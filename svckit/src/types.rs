//! Wire envelopes and typed resource records.
//!
//! The backend uses hyphenated and oddly cased field names. Every record maps
//! them onto snake_case fields with `#[serde(rename)]`:
//!
//! | Record        | Wire                                   | Field                        |
//! |---------------|----------------------------------------|------------------------------|
//! | `Machine`     | `amc-start-date`, `amc-end-date`       | `amc_start_date`, `amc_end_date` |
//! | `Machine`     | `warranty-start-date`, `warranty-end-date` | `warranty_start_date`, `warranty_end_date` |
//! | `Machine`     | `next-calibration-at`                  | `next_calibration_at`        |
//! | `Machine`     | `asset-current-value`, `asset-purchase-value` | `asset_current_value`, `asset_purchase_value` |
//! | `Maintenance` | `maintainance_type`, `maintainance_date` | `maintenance_type`, `maintenance_date` |
//! | `Maintenance` | `breakdown-category`                   | `breakdown_category`         |
//! | `SparePart`   | `spare-parts-item-no`, `spare-parts-item` | `item_no`, `item`         |
//! | `SparePart`   | `available-qty`, `critical-qty`        | `available_qty`, `critical_qty` |
//! | `Equipment`   | `equipment-id`, `mcs-sl-no`, `Status`, `equipment-type` | `equipment_id`, `mcs_sl_no`, `status`, `equipment_type` |

use serde::{Deserialize, Serialize};

#[derive(Debug, Clone, PartialEq, Serialize, Deserialize)]
pub struct PageMeta {
    #[serde(default)]
    pub count: Option<u64>,
    pub page: u32,
    #[serde(rename = "pageSize")]
    pub page_size: u32,
    #[serde(rename = "totalPage", default)]
    pub total_pages: Option<u32>,
    #[serde(rename = "hasNext", default)]
    pub has_next: Option<bool>,
}

/// One HTTP response's worth of list data.
#[derive(Debug, Clone, PartialEq, Serialize, Deserialize)]
pub struct PageEnvelope<T> {
    pub data: Vec<T>,
    pub meta: PageMeta,
}

impl<T> PageEnvelope<T> {
    /// True when the backend reports more pages after `page`.
    pub fn has_more_after(&self, page: u32) -> bool {
        self.meta.has_next.unwrap_or(false)
            || self.meta.total_pages.map_or(false, |total| page < total)
    }
}

/// Every page of a list query, concatenated in fetch order. Pagination state
/// does not survive aggregation: the snapshot always describes itself as a
/// single page holding everything.
#[derive(Debug, Clone, PartialEq, Serialize)]
pub struct AggregatedResult<T> {
    pub items: Vec<T>,
    pub count: usize,
    pub page: u32,
    pub page_size: usize,
    pub total_pages: u32,
    pub has_next: bool,
}

impl<T> AggregatedResult<T> {
    pub fn from_items(items: Vec<T>) -> Self {
        let count = items.len();
        Self {
            items,
            count,
            page: 1,
            page_size: count,
            total_pages: 1,
            has_next: false,
        }
    }

    pub fn is_empty(&self) -> bool {
        self.items.is_empty()
    }
}

#[derive(Debug, Clone, Copy, PartialEq, Eq, Hash, Serialize, Deserialize)]
#[serde(rename_all = "lowercase")]
pub enum MaintenanceType {
    Breakdown,
    Preventive,
}

impl MaintenanceType {
    pub fn as_str(&self) -> &'static str {
        match self {
            MaintenanceType::Breakdown => "breakdown",
            MaintenanceType::Preventive => "preventive",
        }
    }
}

#[derive(Debug, Clone, PartialEq, Serialize, Deserialize)]
pub struct UnitRef {
    pub unit_id: String,
    #[serde(default)]
    pub unit_name: Option<String>,
}

#[derive(Debug, Clone, PartialEq, Serialize, Deserialize)]
pub struct MachineTypeRef {
    pub machine_type: String,
}

#[derive(Debug, Clone, PartialEq, Serialize, Deserialize)]
pub struct LocationRef {
    pub location_id: String,
    #[serde(default)]
    pub department: Option<String>,
    #[serde(default)]
    pub building: Option<String>,
    #[serde(default)]
    pub floor: Option<String>,
    #[serde(default)]
    pub line: Option<String>,
}

#[derive(Debug, Clone, PartialEq, Serialize, Deserialize)]
pub struct Machine {
    pub id: i64,
    pub machine_id: String,
    #[serde(default)]
    pub machine_no: Option<String>,
    #[serde(default)]
    pub make: Option<String>,
    #[serde(default)]
    pub model: Option<String>,
    #[serde(default)]
    pub status: Option<String>,
    #[serde(default)]
    pub ownership: Option<String>,
    #[serde(default)]
    pub has_amc: Option<String>,
    #[serde(rename = "amc-start-date", default)]
    pub amc_start_date: Option<String>,
    #[serde(rename = "amc-end-date", default)]
    pub amc_end_date: Option<String>,
    #[serde(default)]
    pub has_warranty: Option<String>,
    #[serde(rename = "warranty-start-date", default)]
    pub warranty_start_date: Option<String>,
    #[serde(rename = "warranty-end-date", default)]
    pub warranty_end_date: Option<String>,
    #[serde(default)]
    pub calibration_required: Option<String>,
    #[serde(rename = "next-calibration-at", default)]
    pub next_calibration_at: Option<String>,
    #[serde(default)]
    pub date_of_installation: Option<String>,
    #[serde(rename = "asset-current-value", default)]
    pub asset_current_value: Option<f64>,
    #[serde(rename = "asset-purchase-value", default)]
    pub asset_purchase_value: Option<f64>,
    #[serde(default)]
    pub machine_type: Option<MachineTypeRef>,
    #[serde(default)]
    pub machine_location: Option<LocationRef>,
    #[serde(default)]
    pub unit: Option<UnitRef>,
}

#[derive(Debug, Clone, PartialEq, Serialize, Deserialize)]
pub struct BrokenMachineRef {
    pub machine_id: String,
    #[serde(default)]
    pub make: Option<String>,
    #[serde(default)]
    pub model: Option<String>,
    #[serde(default)]
    pub ownership: Option<String>,
    #[serde(default)]
    pub status: Option<String>,
    #[serde(default)]
    pub machine_type: Option<MachineTypeRef>,
    #[serde(default)]
    pub machine_location: Option<LocationRef>,
}

#[derive(Debug, Clone, PartialEq, Serialize, Deserialize)]
pub struct AssigneeRef {
    pub id: i64,
    #[serde(default)]
    pub username: Option<String>,
    #[serde(default)]
    pub email: Option<String>,
    #[serde(default)]
    pub phone: Option<String>,
}

/// Breakdown and preventive tickets share one backend collection.
#[derive(Debug, Clone, PartialEq, Serialize, Deserialize)]
pub struct Maintenance {
    pub id: i64,
    #[serde(rename = "maintainance_type")]
    pub maintenance_type: String,
    #[serde(default)]
    pub status: Option<String>,
    #[serde(rename = "breakdown-category", default)]
    pub breakdown_category: Option<String>,
    #[serde(rename = "maintainance_date", default)]
    pub maintenance_date: Option<String>,
    #[serde(rename = "createdAt", default)]
    pub created_at: Option<String>,
    #[serde(rename = "updatedAt", default)]
    pub updated_at: Option<String>,
    #[serde(default)]
    pub attended: Option<String>,
    #[serde(default)]
    pub solved: Option<String>,
    #[serde(default)]
    pub escalation_remarks: Option<String>,
    #[serde(default)]
    pub head_mechanic_remarks: Option<String>,
    #[serde(default)]
    pub unit_manager_remarks: Option<String>,
    #[serde(default)]
    pub floor_manager_remarks: Option<String>,
    #[serde(default)]
    pub broken_machine: Option<BrokenMachineRef>,
    #[serde(default)]
    pub assigned_to: Option<AssigneeRef>,
    #[serde(default)]
    pub location: Option<LocationRef>,
}

impl Maintenance {
    pub fn kind(&self) -> Option<MaintenanceType> {
        match self.maintenance_type.as_str() {
            "breakdown" => Some(MaintenanceType::Breakdown),
            "preventive" => Some(MaintenanceType::Preventive),
            _ => None,
        }
    }
}

#[derive(Debug, Clone, PartialEq, Serialize, Deserialize)]
pub struct SparePartItemRef {
    #[serde(rename = "spare-parts-item-no")]
    pub item_no: String,
    #[serde(default)]
    pub spares_description: Option<String>,
}

#[derive(Debug, Clone, PartialEq, Serialize, Deserialize)]
pub struct SparePart {
    pub id: i64,
    #[serde(rename = "spare-parts-item-no", default)]
    pub item_no: Option<String>,
    #[serde(rename = "available-qty", default)]
    pub available_qty: Option<f64>,
    #[serde(rename = "critical-qty", default)]
    pub critical_qty: Option<f64>,
    #[serde(default)]
    pub status: Option<String>,
    #[serde(rename = "spare-parts-item", default)]
    pub item: Option<SparePartItemRef>,
    #[serde(default)]
    pub unit: Option<UnitRef>,
}

#[derive(Debug, Clone, PartialEq, Serialize, Deserialize)]
pub struct EquipmentTypeRef {
    #[serde(rename = "equipment-type")]
    pub equipment_type: String,
}

#[derive(Debug, Clone, PartialEq, Serialize, Deserialize)]
pub struct Equipment {
    pub id: i64,
    #[serde(rename = "equipment-id")]
    pub equipment_id: String,
    #[serde(default)]
    pub make: Option<String>,
    #[serde(default)]
    pub model: Option<String>,
    #[serde(rename = "mcs-sl-no", default)]
    pub mcs_sl_no: Option<String>,
    #[serde(rename = "Status", default)]
    pub status: Option<String>,
    #[serde(rename = "equipment-type", default)]
    pub equipment_type: Option<EquipmentTypeRef>,
    #[serde(default)]
    pub unit: Option<UnitRef>,
    #[serde(default)]
    pub location: Option<LocationRef>,
}

#[derive(Debug, Clone, PartialEq, Serialize, Deserialize)]
pub struct Unit {
    pub unit_id: String,
    pub unit_name: String,
}

/// A decoded aggregation for one of the dashboard resources.
#[derive(Debug, Clone, PartialEq)]
pub enum Dataset {
    Machines(AggregatedResult<Machine>),
    Maintenance(AggregatedResult<Maintenance>),
    SpareParts(AggregatedResult<SparePart>),
    Equipment(AggregatedResult<Equipment>),
    Units(AggregatedResult<Unit>),
}

impl Dataset {
    pub fn count(&self) -> usize {
        match self {
            Dataset::Machines(r) => r.count,
            Dataset::Maintenance(r) => r.count,
            Dataset::SpareParts(r) => r.count,
            Dataset::Equipment(r) => r.count,
            Dataset::Units(r) => r.count,
        }
    }

    pub fn units(&self) -> &[Unit] {
        match self {
            Dataset::Units(r) => &r.items,
            _ => &[],
        }
    }
}

#[cfg(test)]
mod tests {
    use super::*;
    use serde_json::json;

    #[test]
    fn test_envelope_reads_camel_case_meta() {
        let envelope: PageEnvelope<serde_json::Value> = serde_json::from_value(json!({
            "data": [{"id": 1}],
            "meta": {"count": 412, "page": 2, "pageSize": 200, "totalPage": 3}
        }))
        .unwrap();

        assert_eq!(envelope.meta.total_pages, Some(3));
        assert_eq!(envelope.meta.has_next, None);
        assert!(envelope.has_more_after(2));
        assert!(!envelope.has_more_after(3));
    }

    #[test]
    fn test_has_next_wins_over_total_pages() {
        let envelope: PageEnvelope<serde_json::Value> = serde_json::from_value(json!({
            "data": [],
            "meta": {"page": 5, "pageSize": 200, "totalPage": 1, "hasNext": true}
        }))
        .unwrap();
        assert!(envelope.has_more_after(5));
    }

    #[test]
    fn test_aggregated_result_describes_one_page() {
        let result = AggregatedResult::from_items(vec![1, 2, 3]);
        assert_eq!(result.count, 3);
        assert_eq!(result.page_size, 3);
        assert_eq!(result.page, 1);
        assert_eq!(result.total_pages, 1);
        assert!(!result.has_next);
    }

    #[test]
    fn test_hyphenated_fields_decode() {
        let machine: Machine = serde_json::from_value(json!({
            "id": 7,
            "machine_id": "M-007",
            "status": "Active",
            "ownership": "Rented",
            "amc-end-date": "2025-03-31",
            "asset-current-value": 125000,
            "machine_type": {"machine_type": "Lockstitch"},
            "unit": {"unit_id": "U1", "unit_name": "Unit One"}
        }))
        .unwrap();
        assert_eq!(machine.amc_end_date.as_deref(), Some("2025-03-31"));
        assert_eq!(machine.asset_current_value, Some(125000.0));
        assert_eq!(machine.unit.unwrap().unit_name.as_deref(), Some("Unit One"));

        let equipment: Equipment = serde_json::from_value(json!({
            "id": 3,
            "equipment-id": "EQ-3",
            "Status": "Working",
            "equipment-type": {"equipment-type": "Transformer"}
        }))
        .unwrap();
        assert_eq!(equipment.status.as_deref(), Some("Working"));
        assert_eq!(equipment.equipment_type.unwrap().equipment_type, "Transformer");
    }

    #[test]
    fn test_maintenance_nulls_are_none() {
        let ticket: Maintenance = serde_json::from_value(json!({
            "id": 11,
            "maintainance_type": "breakdown",
            "status": "Escalated",
            "breakdown-category": null,
            "maintainance_date": "2024-01-15T08:30:00.000Z",
            "assigned_to": {"id": 4, "username": "ravi"}
        }))
        .unwrap();
        assert_eq!(ticket.kind(), Some(MaintenanceType::Breakdown));
        assert_eq!(ticket.breakdown_category, None);
        assert_eq!(ticket.assigned_to.unwrap().username.as_deref(), Some("ravi"));
    }
}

_ _ _ _ _ _ _

> **Assigned task**: Among the lines of the data above, find those with the word "PageMeta" and show them.

> **Problem solution**:
pub struct PageMeta {
    pub meta: PageMeta,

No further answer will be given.